The child of a friend of mine in Japan is going to Sydney in January for a homestay. The list of essential items says, “summer clothes like short-sleeved shirts and shorts are OK,” but my friend asked me whether they really would be OK. I immediately advised, “No, you should absolutely bring a sweatshirt or warm jacket and trousers!”
The seasons in Australia and Japan are the exact opposite, so January comes in the middle of summer, yet Australia has so much territory that even in January, the further south you go, the colder it gets.
Short sleeves and shorts might be fine in Cairns, in the north, but in Sydney, if you weren’t prepared and were lightly dressed just because it’s summer, you might end up having quite a cold time of it.
And if you go further south to Melbourne, it can be quite cold even in summer as the southerly wind can be strong, and it can be cloudy and rainy. Around the time I first arrived in Australia I went to Melbourne in January. The wind was strong at the beach, and it was quite cold that day, so I had to wear a sweatshirt and fleece jacket. True to the saying that Melbourne can have 4 seasons in 1 day, it’s in a region where the weather often changes quite a lot in 1 day. You might think the night and morning were incredibly cold, but then in the daytime it might get incredibly hot, or it might just rain and cool down again.
Where I live, the Gold Coast, it’s relatively warm even in winter, most summer days are hot, and the summer season is long, but sometimes you might still need long sleeves even in late November or early December. This year it has been particularly cold, so much so that I have been wearing a sweatshirt and sweatpants at nights in December.
Like the rainy season in Japan (“Tsuyu”), there’s a time when you get a lot of rain every day before the real heat arrives. It can rain nearly every day for up to 2 to 3 weeks, and it can rain quite a lot. It’s heartbreaking to hear in the news about people who have had flood damage here and there after continuous heavy downpours over a long period.
Once the rainy season has passed, it switches to mid-summer with those pleasant, clear and bright Australian skies making the weather you have just been experiencing seem unbelievable.
I guess the weather mostly starts settling down around the end of Christmas.
School holidays in Australia are from mid-December to around January 25, so the second half is generally a time of comparatively good weather.
While Sydney and Melbourne can have some chilly times even in January and February, on the contrary, they can also get incredibly hot. It’s a different sort of heat from the heat on the Gold Coast. You can get such sizzling heat with relentless sunshine that it almost hurts.
Once when I went to Sydney by car in January, I was near Sydney when I started wondering whether the air conditioning wasn’t working properly anymore. I thought it might perhaps be super-hot outside, so I opened the car window and was startled by an incredibly hot blast of air. The heat was also making the roadway shimmer with heat haze.

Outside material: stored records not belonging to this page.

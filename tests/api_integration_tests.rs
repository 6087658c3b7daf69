//! ゲームAPIの統合テストモジュール
//! 実際のHTTPリクエストをシミュレートしてAPIの動作を確認し、
//! エンドポイント間の連携やエラーハンドリングをテストする。

use axum::{
    body::Body,
    http::{Method, Request, StatusCode},
    response::Response,
};
use serde_json::{json, Value};
use std::sync::Arc;
use tower::ServiceExt;

use TicTacToe::{
    ai::local_service::LocalAIService,
    api::{handlers::AppState, routes::create_router, service::GameService},
    session::GameSessionManager,
};

fn create_test_app() -> axum::Router {
    let session_manager = Arc::new(GameSessionManager::new(50));
    let service = Arc::new(GameService::new_with_ai_service(
        session_manager,
        Arc::new(LocalAIService::new_fast()),
    ));
    let state = AppState::new_with_service(service);

    create_router().with_state(state)
}

async fn parse_response_json(response: Response<Body>) -> Value {
    let bytes = axum::body::to_bytes(response.into_body(), usize::MAX)
        .await
        .unwrap();
    serde_json::from_slice(&bytes).unwrap()
}

async fn send_request(
    app: &axum::Router,
    method: Method,
    uri: &str,
    body: Option<Value>,
) -> Response<Body> {
    let request = Request::builder()
        .method(method)
        .uri(uri)
        .header("Content-Type", "application/json");

    let request = if let Some(body) = body {
        request
            .body(Body::from(serde_json::to_vec(&body).unwrap()))
            .unwrap()
    } else {
        request.body(Body::empty()).unwrap()
    };

    app.clone().oneshot(request).await.unwrap()
}

#[tokio::test]
async fn test_game_full_workflow() {
    let app = create_test_app();

    let create_response = send_request(&app, Method::POST, "/api/games", None).await;
    assert_eq!(create_response.status(), StatusCode::CREATED);
    let game_data = parse_response_json(create_response).await;
    let game_id = game_data["game_id"].as_str().unwrap().to_string();

    let get_response =
        send_request(&app, Method::GET, &format!("/api/games/{}", game_id), None).await;
    assert_eq!(get_response.status(), StatusCode::OK);
    let game_state = parse_response_json(get_response).await;
    assert_eq!(game_state["current_player"], "X");
    assert_eq!(game_state["status"], "in_progress");
    assert_eq!(game_state["board"].as_array().unwrap().len(), 9);
    assert!(game_state["board"]
        .as_array()
        .unwrap()
        .iter()
        .all(|cell| cell.is_null()));
    assert_eq!(game_state["empty_squares"].as_array().unwrap().len(), 9);

    // 人間の着手とマシンの応手が1リクエストで進む
    let move_response = send_request(
        &app,
        Method::PUT,
        &format!("/api/games/{}/move", game_id),
        Some(json!({"index": 4})),
    )
    .await;
    assert_eq!(move_response.status(), StatusCode::OK);
    let move_result = parse_response_json(move_response).await;
    assert_eq!(move_result["success"], true);
    assert_eq!(move_result["player_move"], 4);
    assert!(move_result["ai_move"].is_u64());
    assert_eq!(move_result["game_state"]["move_count"], 2);
    assert_eq!(move_result["game_state"]["current_player"], "X");
    assert_eq!(move_result["game_state"]["x_count"], 1);
    assert_eq!(move_result["game_state"]["o_count"], 1);

    let history_response = send_request(
        &app,
        Method::GET,
        &format!("/api/games/{}/history", game_id),
        None,
    )
    .await;
    assert_eq!(history_response.status(), StatusCode::OK);
    let history = parse_response_json(history_response).await;
    assert_eq!(history["total_moves"], 2);
    assert_eq!(history["moves"][0]["player"], "X");
    assert_eq!(history["moves"][1]["player"], "O");

    let reset_response = send_request(
        &app,
        Method::POST,
        &format!("/api/games/{}/reset", game_id),
        None,
    )
    .await;
    assert_eq!(reset_response.status(), StatusCode::OK);
    let reset_state = parse_response_json(reset_response).await;
    assert_eq!(reset_state["status"], "in_progress");
    assert_eq!(reset_state["current_player"], "X");
    assert_eq!(reset_state["move_count"], 0);
    assert!(reset_state["board"]
        .as_array()
        .unwrap()
        .iter()
        .all(|cell| cell.is_null()));

    let delete_response =
        send_request(&app, Method::DELETE, &format!("/api/games/{}", game_id), None).await;
    assert_eq!(delete_response.status(), StatusCode::NO_CONTENT);

    let get_deleted_response =
        send_request(&app, Method::GET, &format!("/api/games/{}", game_id), None).await;
    assert_eq!(get_deleted_response.status(), StatusCode::NOT_FOUND);
}

#[tokio::test]
async fn test_machine_blocks_threat_over_http() {
    let app = create_test_app();

    let create_response = send_request(&app, Method::POST, "/api/games", None).await;
    let game_data = parse_response_json(create_response).await;
    let game_id = game_data["game_id"].as_str().unwrap().to_string();

    // X: 0 → マシンは中央4を取る
    let move_response = send_request(
        &app,
        Method::PUT,
        &format!("/api/games/{}/move", game_id),
        Some(json!({"index": 0})),
    )
    .await;
    let move_result = parse_response_json(move_response).await;
    assert_eq!(move_result["ai_move"], 4);

    // X: 1 で上段[0,1,2]に王手 → マシンは2を塞ぐ
    let move_response = send_request(
        &app,
        Method::PUT,
        &format!("/api/games/{}/move", game_id),
        Some(json!({"index": 1})),
    )
    .await;
    let move_result = parse_response_json(move_response).await;
    assert_eq!(move_result["ai_move"], 2);
}

#[tokio::test]
async fn test_move_on_occupied_square_rejected() {
    let app = create_test_app();

    let create_response = send_request(&app, Method::POST, "/api/games", None).await;
    let game_data = parse_response_json(create_response).await;
    let game_id = game_data["game_id"].as_str().unwrap().to_string();

    send_request(
        &app,
        Method::PUT,
        &format!("/api/games/{}/move", game_id),
        Some(json!({"index": 4})),
    )
    .await;

    // 4は既にXが置いている
    let response = send_request(
        &app,
        Method::PUT,
        &format!("/api/games/{}/move", game_id),
        Some(json!({"index": 4})),
    )
    .await;
    assert_eq!(response.status(), StatusCode::BAD_REQUEST);
    let error = parse_response_json(response).await;
    assert_eq!(error["error_code"], "INVALID_MOVE");
}

#[tokio::test]
async fn test_move_out_of_bounds_rejected() {
    let app = create_test_app();

    let create_response = send_request(&app, Method::POST, "/api/games", None).await;
    let game_data = parse_response_json(create_response).await;
    let game_id = game_data["game_id"].as_str().unwrap().to_string();

    let response = send_request(
        &app,
        Method::PUT,
        &format!("/api/games/{}/move", game_id),
        Some(json!({"index": 9})),
    )
    .await;
    assert_eq!(response.status(), StatusCode::BAD_REQUEST);
    let error = parse_response_json(response).await;
    assert_eq!(error["error_code"], "INVALID_SQUARE");
}

#[tokio::test]
async fn test_move_on_unknown_game_returns_not_found() {
    let app = create_test_app();

    let response = send_request(
        &app,
        Method::PUT,
        &format!("/api/games/{}/move", uuid::Uuid::new_v4()),
        Some(json!({"index": 0})),
    )
    .await;
    assert_eq!(response.status(), StatusCode::NOT_FOUND);
}

#[tokio::test]
async fn test_terminal_game_rejects_further_moves() {
    let app = create_test_app();

    let create_response = send_request(&app, Method::POST, "/api/games", None).await;
    let game_data = parse_response_json(create_response).await;
    let game_id = game_data["game_id"].as_str().unwrap().to_string();

    // 最初の空マスに置き続けて終局まで進める（高々5手）
    let mut final_state = json!(null);
    for _ in 0..5 {
        let state_response =
            send_request(&app, Method::GET, &format!("/api/games/{}", game_id), None).await;
        let state = parse_response_json(state_response).await;
        if state["status"] != "in_progress" {
            final_state = state;
            break;
        }
        let index = state["empty_squares"][0].as_u64().unwrap();

        let move_response = send_request(
            &app,
            Method::PUT,
            &format!("/api/games/{}/move", game_id),
            Some(json!({"index": index})),
        )
        .await;
        assert_eq!(move_response.status(), StatusCode::OK);
        let move_result = parse_response_json(move_response).await;
        if move_result["game_state"]["status"] != "in_progress" {
            final_state = move_result["game_state"].clone();
            break;
        }
    }

    assert_ne!(final_state["status"], "in_progress");
    // マシンは負けないので終局はOの勝ちか引き分け
    assert_ne!(final_state["status"], "finished_x_wins");
    let move_count = final_state["move_count"].as_u64().unwrap();

    // 終局後の着手は拒否され、状態は変わらない
    let response = send_request(
        &app,
        Method::PUT,
        &format!("/api/games/{}/move", game_id),
        Some(json!({"index": 0})),
    )
    .await;
    assert_eq!(response.status(), StatusCode::BAD_REQUEST);
    let error = parse_response_json(response).await;
    assert_eq!(error["error_code"], "GAME_ALREADY_FINISHED");

    let state_response =
        send_request(&app, Method::GET, &format!("/api/games/{}", game_id), None).await;
    let state = parse_response_json(state_response).await;
    assert_eq!(state["move_count"].as_u64().unwrap(), move_count);

    // リセットで初期状態に戻り、再び着手できる
    let reset_response = send_request(
        &app,
        Method::POST,
        &format!("/api/games/{}/reset", game_id),
        None,
    )
    .await;
    assert_eq!(reset_response.status(), StatusCode::OK);

    let move_response = send_request(
        &app,
        Method::PUT,
        &format!("/api/games/{}/move", game_id),
        Some(json!({"index": 0})),
    )
    .await;
    assert_eq!(move_response.status(), StatusCode::OK);
}

#[tokio::test]
async fn test_session_listing() {
    let app = create_test_app();

    let sessions_response = send_request(&app, Method::GET, "/api/games", None).await;
    assert_eq!(sessions_response.status(), StatusCode::OK);
    let sessions = parse_response_json(sessions_response).await;
    assert_eq!(sessions["total_count"], 0);

    send_request(&app, Method::POST, "/api/games", None).await;
    send_request(&app, Method::POST, "/api/games", None).await;

    let sessions_response = send_request(&app, Method::GET, "/api/games", None).await;
    let sessions = parse_response_json(sessions_response).await;
    assert_eq!(sessions["total_count"], 2);
    assert_eq!(sessions["sessions"].as_array().unwrap().len(), 2);
}

#[tokio::test]
async fn test_concurrent_game_creation() {
    let app = create_test_app();

    let futures: Vec<_> = (0..10)
        .map(|_| send_request(&app, Method::POST, "/api/games", None))
        .collect();
    let responses = futures::future::join_all(futures).await;

    for response in responses {
        assert_eq!(response.status(), StatusCode::CREATED);
    }

    let sessions_response = send_request(&app, Method::GET, "/api/games", None).await;
    let sessions = parse_response_json(sessions_response).await;
    assert_eq!(sessions["total_count"], 10);
}

#[tokio::test]
async fn test_health_endpoint() {
    let app = create_test_app();

    let response = send_request(&app, Method::GET, "/health", None).await;
    assert_eq!(response.status(), StatusCode::OK);
}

In Melbourne and Sydney, it starts getting cool around March, but in Cairns and the Gold Coast, it’s still the middle of summer. It probably starts feeling cooler around early May. It’s comparatively hot in Cairns until about mid-May.
Summer in Australia is drier than in Japan and you get plenty of wind, so even in mid-summer, if you’re in a windy spot, you’re wearing short sleeves, and you’re in the shade, you might actually feel cold.
The years differ. Some years it’s intensely hot, and sometimes it’s a cool summer. Incidentally, they’re saying that this year will be a cool summer across Australia.
While I’m at it, the weather forecasts in Australia are never right (LOL).
And even on TV they don’t give forecasts for finer time periods, like the weather forecasts in Japan, it’s less specific. The weekly forecasts keep on changing all the time. It might be different for people who live in the big cities of Sydney and Melbourne, but people on the Gold Coast aren’t in the habit of using or carrying an umbrella. If it’s drizzling, people walk around as usual, as though it isn’t even raining, and if it’s pouring down, they either run or take shelter. You often see people completely saturated by heavy rain. It’s as though they think “It’s fine, it’s just water, so I’ll dry off before long.”
The Aussie spirit is to believe things will work out straight away, and not to pay too much attention to the weather. And Aussies are not sensitive to the cold. They even swim in the sea in the middle of winter, they set the air conditioning on buses to cooling, not heating, even though it’s winter, and when you see girls going out wearing figure-hugging dresses with a lot of skin exposed and no jacket even in mid-winter, it makes you feel cold.
If you are going to southerly destinations like Sydney and Melbourne, I would advise you to take a long-sleeved shirt, jacket (something windproof would be handy because the wind can be strong), trousers, and so on just to be sure, even if you think it will be hot and you won’t need them. It’s also handy to have clothes that are easy to put on and take off because the temperature changes can be dramatic.
And the sunshine is about 6 times stronger than in Japan, so please make sure you take precautions to avoid getting sunburnt, OK!